Everything You Need to Know Before Buying A New Vibrator

Sure, it's gotta buzz...but there's way more to it.


Jessica Migala |

Shopping for sex toys can be a lot like online dating: awkward, overwhelming, and a challenge that calls for separating the high-quality options from the duds. What’s the difference between remote-controlled and manually operated? Does vibration pattern matter? And for goodness sake, does it actually have to look like a penis?

“Like any other luxury product, a sex-toy purchase should be well thought out, because when you invest in a sex toy, you’re investing in personal pleasure,” says Kathryn Catney, who represents the Swedish sex toy brand Lelo. It’s self-care at its finest.

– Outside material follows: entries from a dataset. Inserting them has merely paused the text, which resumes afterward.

//! Public facade: `ProxyClient` wraps the shared transport, scheduler, and
//! registries behind `get`/`put`/`listen`/`cancel_listen`/`shutdown`/`periodic`,
//! mirroring the original `get`/`put`/`listen`/`cancelListen`/`shutdown`/
//! `periodic` surface through the teacher's public-module convention
//! (`client/mod.rs`: a `Client` wrapping the transport plus a handful of
//! focused helper types).

use std::net::{SocketAddr, ToSocketAddrs};
use std::sync::atomic::{AtomicU64, Ordering};
use std::sync::{Arc, Mutex};
use std::time::{Duration, Instant};

use reqwest::Method;
use tokio_util::sync::CancellationToken;
use tracing::{info, instrument, warn};

use crate::codec::{self, Value};
use crate::config::ProxyClientConfig;
use crate::error::{Error, Result};
use crate::http_client::{HttpStreamingClient, DEFAULT_TIMEOUT, LISTEN_TIMEOUT};
use crate::metrics::Metrics;
use crate::registry::{Filter, Listener, ListenerMode, ListenerRegistry, Operation, OperationRegistry, ValueCallback};
use crate::scheduler::{self, Scheduler};
use crate::types::{Family, InfoHash, NodeStats, NodeStatus, ProxyEndpoint};

pub type DoneCallback = Box<dyn FnOnce(bool) + Send>;
pub type ShutdownCallback = Box<dyn FnOnce() + Send>;

const PROXY_CONFIRMATION_INITIAL_DELAY: Duration = Duration::from_secs(5);
pub(crate) const PROXY_CONFIRMATION_CONNECTED_INTERVAL: Duration = Duration::from_secs(60 * 60);
pub(crate) const PROXY_CONFIRMATION_DISCONNECTED_INTERVAL: Duration = Duration::from_secs(5);
pub(crate) const CONNECTIVITY_CONFIRMATION_INTERVAL: Duration = Duration::from_secs(3);

/// All client-wide shared state. Each field is guarded by its own lock, and
/// no lock here is ever held across HTTP I/O, a worker join, or a user
/// callback invocation.
pub(crate) struct Inner {
	pub endpoint: ProxyEndpoint,
	pub http: HttpStreamingClient,
	pub scheduler: Scheduler,
	pub drain: crate::drain::CallbackDrain,
	pub operations: OperationRegistry,
	pub listeners: ListenerRegistry,
	pub status_v4: Mutex<NodeStatus>,
	pub status_v6: Mutex<NodeStatus>,
	pub node_id: Mutex<String>,
	pub public_ip: Mutex<Option<String>>,
	pub last_family_counters: Mutex<(crate::types::FamilyCounters, crate::types::FamilyCounters)>,
	pub next_proxy_confirmation: scheduler::Handle,
	pub next_connectivity_confirmation: scheduler::Handle,
	pub callback_id_counter: AtomicU64,
	pub metrics: Option<Arc<Metrics>>,
}

/// Client for participating in a DHT via HTTP streaming requests to a
/// single configured proxy server.
#[derive(Clone)]
pub struct ProxyClient {
	pub(crate) inner: Arc<Inner>,
}

impl ProxyClient {
	/// Starts the client against `config`. An empty/unconfigured host is a
	/// [`Error::Configuration`], matching the original's silent no-op on an
	/// empty `serverHost_` — here surfaced as an explicit error rather than a
	/// quietly inert client, since Rust constructors should not return a
	/// value that looks usable but silently does nothing.
	pub fn start(config: ProxyClientConfig) -> Result<Self> {
		Self::start_with_metrics(config, None)
	}

	pub fn start_with_metrics(config: ProxyClientConfig, metrics: Option<Arc<Metrics>>) -> Result<Self> {
		let endpoint = config.resolve().map_err(|_| Error::Configuration)?;
		if endpoint.host.is_empty() {
			return Err(Error::Configuration);
		}
		let http = HttpStreamingClient::new()?;
		let scheduler = Scheduler::new();
		let now = Instant::now();
		let next_proxy_confirmation = scheduler.add(now + PROXY_CONFIRMATION_INITIAL_DELAY);
		let next_connectivity_confirmation = scheduler.add(now + PROXY_CONFIRMATION_INITIAL_DELAY);

		info!(host = %endpoint.host, push = endpoint.push_enabled(), "starting DHT proxy client");

		let inner = Inner {
			endpoint,
			http,
			scheduler,
			drain: crate::drain::CallbackDrain::new(),
			operations: OperationRegistry::new(),
			listeners: ListenerRegistry::new(),
			status_v4: Mutex::new(NodeStatus::Disconnected),
			status_v6: Mutex::new(NodeStatus::Disconnected),
			node_id: Mutex::new(String::new()),
			public_ip: Mutex::new(None),
			last_family_counters: Mutex::new(Default::default()),
			next_proxy_confirmation,
			next_connectivity_confirmation,
			callback_id_counter: AtomicU64::new(0),
			metrics,
		};
		Ok(ProxyClient { inner: Arc::new(inner) })
	}

	fn url_for(&self, key: &InfoHash) -> String {
		format!("{}/{}", self.inner.endpoint.base_url(), key.to_hex())
	}

	/// Opens a streaming `GET` and delivers each parsed value through
	/// `value_cb`. `done_cb` fires once the stream ends, is cancelled, or a
	/// transport/parse failure occurs.
	#[instrument(skip(self, value_cb, done_cb, filter))]
	pub fn get(
		&self,
		key: InfoHash,
		value_cb: impl Fn(&Value) -> bool + Send + Sync + 'static,
		done_cb: impl FnOnce(bool) + Send + 'static,
		filter: Option<Filter>,
	) {
		let inner = self.inner.clone();
		let url = self.url_for(&key);
		let cancel = CancellationToken::new();
		let op_cancel = cancel.clone();

		if let Some(metrics) = &inner.metrics {
			metrics
				.operations_started
				.get_or_create(&crate::metrics::OperationLabels { kind: "get" })
				.inc();
		}

		let finished = Arc::new(std::sync::atomic::AtomicBool::new(false));
		let ok_flag = Arc::new(std::sync::atomic::AtomicBool::new(true));
		let task_finished = finished.clone();
		let task_ok = ok_flag.clone();
		let task_inner = inner.clone();
		let value_cb = Arc::new(value_cb);

		let task = tokio::spawn(async move {
			let mut stream = task_inner
				.http
				.open_stream(Method::GET, &url, None, LISTEN_TIMEOUT, cancel);
			loop {
				match stream.fetch_chunk().await {
					None => break,
					Some(Ok(frame)) => match codec::parse_value(&frame) {
						Ok(value) => {
							let cb = value_cb.clone();
							let value_for_cb = value.clone();
							let (tx, rx) = tokio::sync::oneshot::channel();
							task_inner.drain.push(move || {
								let _ = tx.send(cb(&value_for_cb));
							});
							// Blocks until `periodic` next drains the queue and
							// actually runs the callback, so a `false` return is
							// observed before the next chunk is fetched.
							if !rx.await.unwrap_or(false) {
								break;
							}
						}
						Err(_) => {
							task_ok.store(false, Ordering::SeqCst);
						}
					},
					Some(Err(Error::Cancelled)) => break,
					Some(Err(_)) => {
						task_ok.store(false, Ordering::SeqCst);
						break;
					}
				}
			}
			let ok = task_ok.load(Ordering::SeqCst);
			if !ok {
				task_inner.trigger_connectivity_reprobe();
			}
			let metrics = task_inner.metrics.clone();
			task_inner.drain.push(move || {
				if let Some(metrics) = metrics {
					metrics
						.operations_finished
						.get_or_create(&crate::metrics::OperationLabels { kind: "get" })
						.inc();
				}
				done_cb(ok)
			});
			task_finished.store(true, Ordering::SeqCst);
		});

		let op = Arc::new(Operation::new(finished, ok_flag, op_cancel, task));
		inner.operations.push(op);
	}

	/// Issues a `POST` of `value`, optionally marked permanent.
	#[instrument(skip(self, value, done_cb))]
	pub fn put(&self, key: InfoHash, value: Value, done_cb: impl FnOnce(bool) + Send + 'static, permanent: bool) {
		let inner = self.inner.clone();
		let url = self.url_for(&key);
		let cancel = CancellationToken::new();

		if let Some(metrics) = &inner.metrics {
			metrics
				.operations_started
				.get_or_create(&crate::metrics::OperationLabels { kind: "put" })
				.inc();
		}

		let finished = Arc::new(std::sync::atomic::AtomicBool::new(false));
		let ok_flag = Arc::new(std::sync::atomic::AtomicBool::new(false));
		let task_finished = finished.clone();
		let task_ok = ok_flag.clone();

		let task = tokio::spawn(async move {
			let ok = match codec::serialize_put(&value, permanent) {
				Ok(body) => match inner
					.http
					.one_shot(Method::POST, &url, Some(body), DEFAULT_TIMEOUT)
					.await
				{
					Ok((status, _)) => status == reqwest::StatusCode::OK,
					Err(_) => false,
				},
				Err(_) => false,
			};
			task_ok.store(ok, Ordering::SeqCst);
			if !ok {
				inner.trigger_connectivity_reprobe();
			}
			let metrics = inner.metrics.clone();
			inner.drain.push(move || {
				if let Some(metrics) = metrics {
					metrics
						.operations_finished
						.get_or_create(&crate::metrics::OperationLabels { kind: "put" })
						.inc();
				}
				done_cb(ok)
			});
			task_finished.store(true, Ordering::SeqCst);
		});
		let op = Arc::new(Operation::new(finished, ok_flag, cancel, task));
		self.inner.operations.push(op);
	}

	/// Registers a listener and returns its token. Stream mode opens a
	/// long-lived `LISTEN`; push mode issues a `SUBSCRIBE` and returns once
	/// the server has assigned a push token.
	#[instrument(skip(self, cb, filter))]
	pub fn listen(
		&self,
		key: InfoHash,
		cb: impl Fn(&Value) -> bool + Send + Sync + 'static,
		filter: Option<Filter>,
		where_pred: Option<Filter>,
	) -> u64 {
		let inner = self.inner.clone();
		let token = inner.listeners.next_token();
		let combined: Option<Filter> = match (filter, where_pred) {
			(Some(a), Some(b)) => Some(Arc::new(move |v: &Value| a(v) && b(v))),
			(Some(a), None) => Some(a),
			(None, Some(b)) => Some(b),
			(None, None) => None,
		};
		let callback: ValueCallback = Arc::new(cb);

		if inner.endpoint.push_enabled() {
			let (cancel, task) = spawn_subscribe(inner.clone(), token, key.to_hex());
			let listener = Arc::new(Listener::new(
				token,
				key.to_hex(),
				callback,
				combined,
				ListenerMode::Push,
				cancel,
				task,
			));
			inner.listeners.insert(listener);
		} else {
			let (cancel, task) = spawn_stream_listen(inner.clone(), key.to_hex(), callback.clone(), combined.clone());
			let listener = Arc::new(Listener::new(
				token,
				key.to_hex(),
				callback,
				combined,
				ListenerMode::Stream,
				cancel,
				task,
			));
			inner.listeners.insert(listener);
		}
		token
	}

	/// Cancels a listener. For push-mode listeners, waits for the pending
	/// subscribe to finish (so the push token is known), then fires an
	/// `UNSUBSCRIBE`. Returns `true` iff a matching token was found.
	#[instrument(skip(self))]
	pub async fn cancel_listen(&self, key: &InfoHash, token: u64) -> bool {
		let Some(listener) = self.inner.listeners.find(token) else {
			return false;
		};
		listener.cancel();
		listener.join().await;
		if listener.mode == ListenerMode::Push {
			let inner = self.inner.clone();
			let url = format!("{}/{}", inner.endpoint.base_url(), key.to_hex());
			tokio::spawn(async move {
				let _ = inner
					.http
					.one_shot(Method::from_bytes(b"UNSUBSCRIBE").unwrap(), &url, None, DEFAULT_TIMEOUT)
					.await;
			});
		}
		if let Some(listener) = self.inner.listeners.erase(token) {
			listener.join().await;
		}
		true
	}

	/// Cancels every operation and listener, joining all workers, then
	/// invokes `cb`.
	#[instrument(skip(self, cb))]
	pub async fn shutdown(&self, cb: ShutdownCallback) {
		let operations = self.inner.operations.take_all();
		for op in &operations {
			op.cancel();
		}
		for op in &operations {
			op.join().await;
		}
		let listeners = self.inner.listeners.take_all();
		for listener in &listeners {
			listener.cancel();
		}
		for listener in &listeners {
			listener.join().await;
		}
		cb();
	}

	/// Advances the scheduler clock, drains queued callbacks, reaps
	/// finished operations, runs connectivity confirmation, and returns the
	/// next time `periodic` should be called again.
	pub async fn periodic(&self) -> Option<Instant> {
		let now = Instant::now();
		let (due, next) = self.inner.scheduler.run(now);
		for handle in due {
			if handle == self.inner.next_proxy_confirmation {
				self.confirm_proxy().await;
			} else if handle == self.inner.next_connectivity_confirmation {
				self.confirm_connectivity();
			}
		}
		self.inner.drain.drain();
		for op in self.inner.operations.take_finished() {
			op.cancel();
			op.join().await;
		}
		next
	}

	pub fn get_status(&self, family: Family) -> NodeStatus {
		match family {
			Family::V4 => *self.inner.status_v4.lock().expect("status mutex poisoned"),
			Family::V6 => *self.inner.status_v6.lock().expect("status mutex poisoned"),
		}
	}

	pub fn is_running(&self, family: Family) -> bool {
		self.get_status(family).is_connected()
	}

	pub fn get_nodes_stats(&self, family: Family) -> NodeStats {
		let counters = self.inner.last_family_counters.lock().expect("counters mutex poisoned");
		match family {
			Family::V4 => NodeStats::from(&counters.0),
			Family::V6 => NodeStats::from(&counters.1),
		}
	}

	/// Resolves the proxy's last-seen `public_ip` for `family` into concrete
	/// socket addresses via the system resolver.
	pub fn get_public_address(&self, family: Family) -> Result<Vec<SocketAddr>> {
		let ip = self.inner.public_ip.lock().expect("public ip mutex poisoned").clone();
		let ip = ip.ok_or(Error::Parse)?;
		let (addr, port) = crate::types::parse_public_ip(&ip, family)?;
		let port: u16 = port.parse().map_err(|_| Error::Parse)?;
		(addr.as_str(), port)
			.to_socket_addrs()
			.map(|addrs| addrs.collect())
			.map_err(|_| Error::Transport("failed to resolve public address".to_string()))
	}
}

impl Inner {
	pub(crate) fn trigger_connectivity_reprobe(&self) {
		self.scheduler.edit(self.next_proxy_confirmation, Instant::now());
	}
}

fn spawn_stream_listen(
	inner: Arc<Inner>,
	key_hex: String,
	callback: ValueCallback,
	filter: Option<Filter>,
) -> (CancellationToken, tokio::task::JoinHandle<()>) {
	let cancel = CancellationToken::new();
	let task_cancel = cancel.clone();
	let url = format!("{}/{}", inner.endpoint.base_url(), key_hex);
	let task = tokio::spawn(async move {
		let mut stream = inner
			.http
			.open_stream(Method::from_bytes(b"LISTEN").unwrap(), &url, None, LISTEN_TIMEOUT, task_cancel);
		loop {
			match stream.fetch_chunk().await {
				None => break,
				Some(Ok(frame)) => {
					if let Ok(value) = codec::parse_value(&frame) {
						if filter.as_ref().is_none_or(|f| f(&value)) {
							let cb = callback.clone();
							let value_for_cb = value.clone();
							let (tx, rx) = tokio::sync::oneshot::channel();
							inner.drain.push(move || {
								let _ = tx.send(cb(&value_for_cb));
							});
							// Blocks until `periodic` next drains the queue, so a
							// `false` return is observed before the next chunk is
							// fetched, terminating the loop.
							if !rx.await.unwrap_or(false) {
								break;
							}
						}
					}
				}
				Some(Err(Error::Cancelled)) => break,
				Some(Err(_)) => {
					inner.trigger_connectivity_reprobe();
					break;
				}
			}
		}
	});
	(cancel, task)
}

pub(crate) fn spawn_subscribe(
	inner: Arc<Inner>,
	token: u64,
	key_hex: String,
) -> (CancellationToken, tokio::task::JoinHandle<()>) {
	let cancel = CancellationToken::new();
	let url = format!("{}/{}", inner.endpoint.base_url(), key_hex);
	let task = tokio::spawn(async move {
		let callback_id = inner.callback_id_counter.fetch_add(1, Ordering::SeqCst);
		let device_key = inner.endpoint.device_key.clone().unwrap_or_default();
		let body = codec::serialize_subscribe_body(&device_key, callback_id, inner.endpoint.platform.is_android());
		match inner
			.http
			.one_shot(Method::from_bytes(b"SUBSCRIBE").unwrap(), &url, Some(body), DEFAULT_TIMEOUT)
			.await
		{
			Ok((status, text)) if status == reqwest::StatusCode::OK => {
				if let Ok(push_token) = codec::parse_token(&text) {
					if let Some(listener) = inner.listeners.find(token) {
						listener.push_token.store(push_token, Ordering::SeqCst);
					}
				} else {
					warn!("subscribe response did not contain a token");
				}
			}
			_ => {
				inner.trigger_connectivity_reprobe();
			}
		}
	});
	(cancel, task)
}

pub(crate) use spawn_stream_listen as restart_stream_listen;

Before shopping, think about what you want from your new toy. It’s the only way you can guarantee it’ll live up to its buzz. Now’s the time to decide whether you want to take a good look at your vibrator in-store or make the purchase online, which materials you prefer, and how much you want to spend.

There’s a lot to consider, but don’t worry, you’re not in this alone. Below is a handy expert-approved guide packed with all the must-know info that will turn you into a vibrator pro.

1. Consider size.

With options including large wand-like vibrators and discreet ones that fit in the palm of your hand out there, it can be tough to anticipate which size is going to bring you the most pleasure if you’re a first-timer. “There’s so much to choose from,” says Dr Holly Richmond, a somatic psychologist and certified sex therapist. “When we have so many choices, we get overwhelmed and feeling overwhelmed leads to anxiety — the exact opposite of pleasure.” But don’t fret — Richmond’s got the solution.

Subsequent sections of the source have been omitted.